── Records provided ──
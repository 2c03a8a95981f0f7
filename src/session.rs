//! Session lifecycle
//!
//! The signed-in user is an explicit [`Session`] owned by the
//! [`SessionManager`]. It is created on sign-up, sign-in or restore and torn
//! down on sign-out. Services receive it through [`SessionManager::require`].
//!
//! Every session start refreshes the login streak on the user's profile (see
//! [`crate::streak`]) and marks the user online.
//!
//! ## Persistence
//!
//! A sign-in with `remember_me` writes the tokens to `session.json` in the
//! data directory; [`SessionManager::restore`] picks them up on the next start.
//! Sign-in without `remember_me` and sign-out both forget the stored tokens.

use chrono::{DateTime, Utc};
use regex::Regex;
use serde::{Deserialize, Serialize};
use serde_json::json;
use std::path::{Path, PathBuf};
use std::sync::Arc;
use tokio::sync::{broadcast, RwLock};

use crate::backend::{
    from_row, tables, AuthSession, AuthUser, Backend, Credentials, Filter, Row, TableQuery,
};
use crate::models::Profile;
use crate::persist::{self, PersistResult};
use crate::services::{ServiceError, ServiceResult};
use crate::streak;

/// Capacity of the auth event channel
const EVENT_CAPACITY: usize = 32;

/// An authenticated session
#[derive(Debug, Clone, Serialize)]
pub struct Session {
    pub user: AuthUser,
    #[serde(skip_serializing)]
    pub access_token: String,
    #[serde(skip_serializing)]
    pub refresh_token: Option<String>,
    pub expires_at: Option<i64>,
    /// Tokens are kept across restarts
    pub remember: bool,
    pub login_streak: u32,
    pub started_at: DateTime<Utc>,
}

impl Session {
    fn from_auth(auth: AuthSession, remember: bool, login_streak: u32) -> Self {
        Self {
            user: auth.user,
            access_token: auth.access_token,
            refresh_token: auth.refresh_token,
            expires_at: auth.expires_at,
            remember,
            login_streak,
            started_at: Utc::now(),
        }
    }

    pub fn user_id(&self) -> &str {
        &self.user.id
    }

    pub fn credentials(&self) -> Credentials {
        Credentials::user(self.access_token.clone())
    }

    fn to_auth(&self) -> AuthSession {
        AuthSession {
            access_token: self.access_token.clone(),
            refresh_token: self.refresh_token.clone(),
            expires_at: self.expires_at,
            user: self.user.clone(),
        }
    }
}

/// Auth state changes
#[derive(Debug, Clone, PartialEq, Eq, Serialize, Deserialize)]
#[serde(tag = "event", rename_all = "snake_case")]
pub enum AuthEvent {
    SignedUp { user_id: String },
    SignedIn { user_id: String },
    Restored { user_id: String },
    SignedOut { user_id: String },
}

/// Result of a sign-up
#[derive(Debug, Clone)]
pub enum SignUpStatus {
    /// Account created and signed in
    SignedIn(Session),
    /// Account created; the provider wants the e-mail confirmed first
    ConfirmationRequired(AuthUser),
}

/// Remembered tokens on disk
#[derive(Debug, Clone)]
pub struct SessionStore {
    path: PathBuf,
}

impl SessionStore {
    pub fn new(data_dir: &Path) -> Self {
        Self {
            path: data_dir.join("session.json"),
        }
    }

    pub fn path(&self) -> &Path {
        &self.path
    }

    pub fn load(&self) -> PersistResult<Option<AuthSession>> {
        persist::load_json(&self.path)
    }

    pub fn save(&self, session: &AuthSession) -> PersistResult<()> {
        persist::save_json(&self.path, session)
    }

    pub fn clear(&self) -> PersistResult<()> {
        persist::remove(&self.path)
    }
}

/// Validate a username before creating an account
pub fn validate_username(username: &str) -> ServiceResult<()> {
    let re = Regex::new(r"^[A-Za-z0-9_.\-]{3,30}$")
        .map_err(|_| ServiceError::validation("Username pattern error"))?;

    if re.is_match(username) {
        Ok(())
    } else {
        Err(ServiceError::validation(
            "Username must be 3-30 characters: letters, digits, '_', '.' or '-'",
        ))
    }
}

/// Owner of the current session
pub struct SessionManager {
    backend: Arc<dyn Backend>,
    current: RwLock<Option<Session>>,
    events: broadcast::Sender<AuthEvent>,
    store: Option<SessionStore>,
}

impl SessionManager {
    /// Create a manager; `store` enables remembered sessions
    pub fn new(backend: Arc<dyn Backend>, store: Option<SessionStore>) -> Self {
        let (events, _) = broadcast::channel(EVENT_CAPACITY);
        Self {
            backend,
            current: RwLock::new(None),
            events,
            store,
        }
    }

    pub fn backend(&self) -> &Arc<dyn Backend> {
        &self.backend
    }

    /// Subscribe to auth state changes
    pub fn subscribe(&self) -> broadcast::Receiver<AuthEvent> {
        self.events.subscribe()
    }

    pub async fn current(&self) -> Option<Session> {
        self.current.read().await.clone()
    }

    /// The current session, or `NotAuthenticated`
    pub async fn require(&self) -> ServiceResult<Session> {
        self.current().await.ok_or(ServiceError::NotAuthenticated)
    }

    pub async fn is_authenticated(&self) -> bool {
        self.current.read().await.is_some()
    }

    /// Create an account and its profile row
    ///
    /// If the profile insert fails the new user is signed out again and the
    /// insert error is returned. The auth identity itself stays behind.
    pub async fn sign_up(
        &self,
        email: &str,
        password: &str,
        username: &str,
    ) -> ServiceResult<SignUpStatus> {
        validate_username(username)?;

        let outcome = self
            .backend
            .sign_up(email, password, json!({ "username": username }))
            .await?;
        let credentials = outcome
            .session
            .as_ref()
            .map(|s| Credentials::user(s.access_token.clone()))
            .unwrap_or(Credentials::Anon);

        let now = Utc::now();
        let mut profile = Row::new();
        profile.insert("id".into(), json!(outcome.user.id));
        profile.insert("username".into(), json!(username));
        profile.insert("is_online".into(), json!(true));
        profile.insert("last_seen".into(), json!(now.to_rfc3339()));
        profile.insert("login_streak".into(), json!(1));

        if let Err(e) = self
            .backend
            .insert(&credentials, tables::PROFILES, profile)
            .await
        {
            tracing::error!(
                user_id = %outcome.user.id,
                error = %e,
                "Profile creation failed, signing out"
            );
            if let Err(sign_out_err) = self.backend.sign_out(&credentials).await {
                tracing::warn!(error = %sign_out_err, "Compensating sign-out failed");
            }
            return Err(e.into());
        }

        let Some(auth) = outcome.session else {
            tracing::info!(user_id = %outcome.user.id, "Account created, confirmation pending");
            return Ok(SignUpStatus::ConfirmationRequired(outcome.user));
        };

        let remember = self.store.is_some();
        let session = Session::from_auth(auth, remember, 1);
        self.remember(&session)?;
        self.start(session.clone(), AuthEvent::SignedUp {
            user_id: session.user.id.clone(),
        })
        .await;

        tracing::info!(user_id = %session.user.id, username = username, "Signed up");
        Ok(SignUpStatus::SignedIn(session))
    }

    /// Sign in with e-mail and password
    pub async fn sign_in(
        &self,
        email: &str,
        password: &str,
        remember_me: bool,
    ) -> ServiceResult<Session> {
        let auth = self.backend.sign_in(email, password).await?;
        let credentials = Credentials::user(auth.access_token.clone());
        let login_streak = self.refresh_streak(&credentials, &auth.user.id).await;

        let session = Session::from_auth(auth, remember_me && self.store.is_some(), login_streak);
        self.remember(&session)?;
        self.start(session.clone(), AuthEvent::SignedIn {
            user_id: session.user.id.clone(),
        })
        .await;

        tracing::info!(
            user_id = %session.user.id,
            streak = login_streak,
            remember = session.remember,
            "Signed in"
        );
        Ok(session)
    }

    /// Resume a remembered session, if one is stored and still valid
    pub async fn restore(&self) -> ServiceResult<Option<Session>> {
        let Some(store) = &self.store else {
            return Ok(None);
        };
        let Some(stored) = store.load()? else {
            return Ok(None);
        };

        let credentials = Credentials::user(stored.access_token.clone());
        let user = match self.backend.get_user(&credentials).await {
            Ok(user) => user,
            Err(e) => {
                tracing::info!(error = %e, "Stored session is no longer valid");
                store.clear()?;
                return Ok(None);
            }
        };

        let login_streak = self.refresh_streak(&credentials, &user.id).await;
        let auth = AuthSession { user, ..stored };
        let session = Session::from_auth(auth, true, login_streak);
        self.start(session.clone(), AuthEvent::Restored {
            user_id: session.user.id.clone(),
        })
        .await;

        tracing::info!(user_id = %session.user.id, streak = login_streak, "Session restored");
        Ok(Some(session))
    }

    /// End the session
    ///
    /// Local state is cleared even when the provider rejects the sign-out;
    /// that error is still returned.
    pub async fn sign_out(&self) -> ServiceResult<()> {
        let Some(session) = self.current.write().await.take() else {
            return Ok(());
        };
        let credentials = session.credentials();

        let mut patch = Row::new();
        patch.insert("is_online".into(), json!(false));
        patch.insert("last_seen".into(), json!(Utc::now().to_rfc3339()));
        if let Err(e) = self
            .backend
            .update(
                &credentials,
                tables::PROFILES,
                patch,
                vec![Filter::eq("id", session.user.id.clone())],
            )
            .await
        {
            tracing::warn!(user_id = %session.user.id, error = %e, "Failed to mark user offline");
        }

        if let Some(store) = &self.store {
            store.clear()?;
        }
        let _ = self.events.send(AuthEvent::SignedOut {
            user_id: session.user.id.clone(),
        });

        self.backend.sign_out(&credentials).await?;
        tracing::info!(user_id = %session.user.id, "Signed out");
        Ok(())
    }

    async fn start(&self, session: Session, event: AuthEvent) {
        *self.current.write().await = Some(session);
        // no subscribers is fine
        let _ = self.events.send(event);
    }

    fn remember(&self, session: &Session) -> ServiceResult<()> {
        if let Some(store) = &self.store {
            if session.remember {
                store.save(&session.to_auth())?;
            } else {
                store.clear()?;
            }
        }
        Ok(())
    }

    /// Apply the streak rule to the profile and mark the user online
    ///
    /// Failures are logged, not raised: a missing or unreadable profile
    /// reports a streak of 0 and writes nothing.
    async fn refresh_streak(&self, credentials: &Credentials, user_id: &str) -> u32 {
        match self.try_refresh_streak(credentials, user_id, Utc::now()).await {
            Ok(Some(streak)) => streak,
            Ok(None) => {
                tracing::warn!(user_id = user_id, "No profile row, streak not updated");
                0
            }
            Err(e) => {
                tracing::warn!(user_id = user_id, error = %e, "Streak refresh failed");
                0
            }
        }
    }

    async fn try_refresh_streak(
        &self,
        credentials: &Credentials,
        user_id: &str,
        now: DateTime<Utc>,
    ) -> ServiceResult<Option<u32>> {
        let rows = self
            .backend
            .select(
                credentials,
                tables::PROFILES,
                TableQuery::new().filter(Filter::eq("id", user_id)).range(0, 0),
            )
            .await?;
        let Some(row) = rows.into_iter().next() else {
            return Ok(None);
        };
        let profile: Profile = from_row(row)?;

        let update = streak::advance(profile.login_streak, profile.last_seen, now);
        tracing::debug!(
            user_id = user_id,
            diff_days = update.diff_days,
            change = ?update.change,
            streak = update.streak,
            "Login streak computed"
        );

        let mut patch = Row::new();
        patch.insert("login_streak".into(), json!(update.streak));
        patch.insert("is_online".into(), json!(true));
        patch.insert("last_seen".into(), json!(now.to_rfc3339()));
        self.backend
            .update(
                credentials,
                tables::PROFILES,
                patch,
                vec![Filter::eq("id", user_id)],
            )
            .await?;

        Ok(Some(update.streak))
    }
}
───
§ Problem details: Please give back exactly the lines of the listing above that run from the one containing "pub async fn is_authenticated(&self)" through the one containing "itself stays behind.", and only those.

§ Answer box:
    pub async fn is_authenticated(&self) -> bool {
        self.current.read().await.is_some()
    }

    /// Create an account and its profile row
    ///
    /// If the profile insert fails the new user is signed out again and the
    /// insert error is returned. The auth identity itself stays behind.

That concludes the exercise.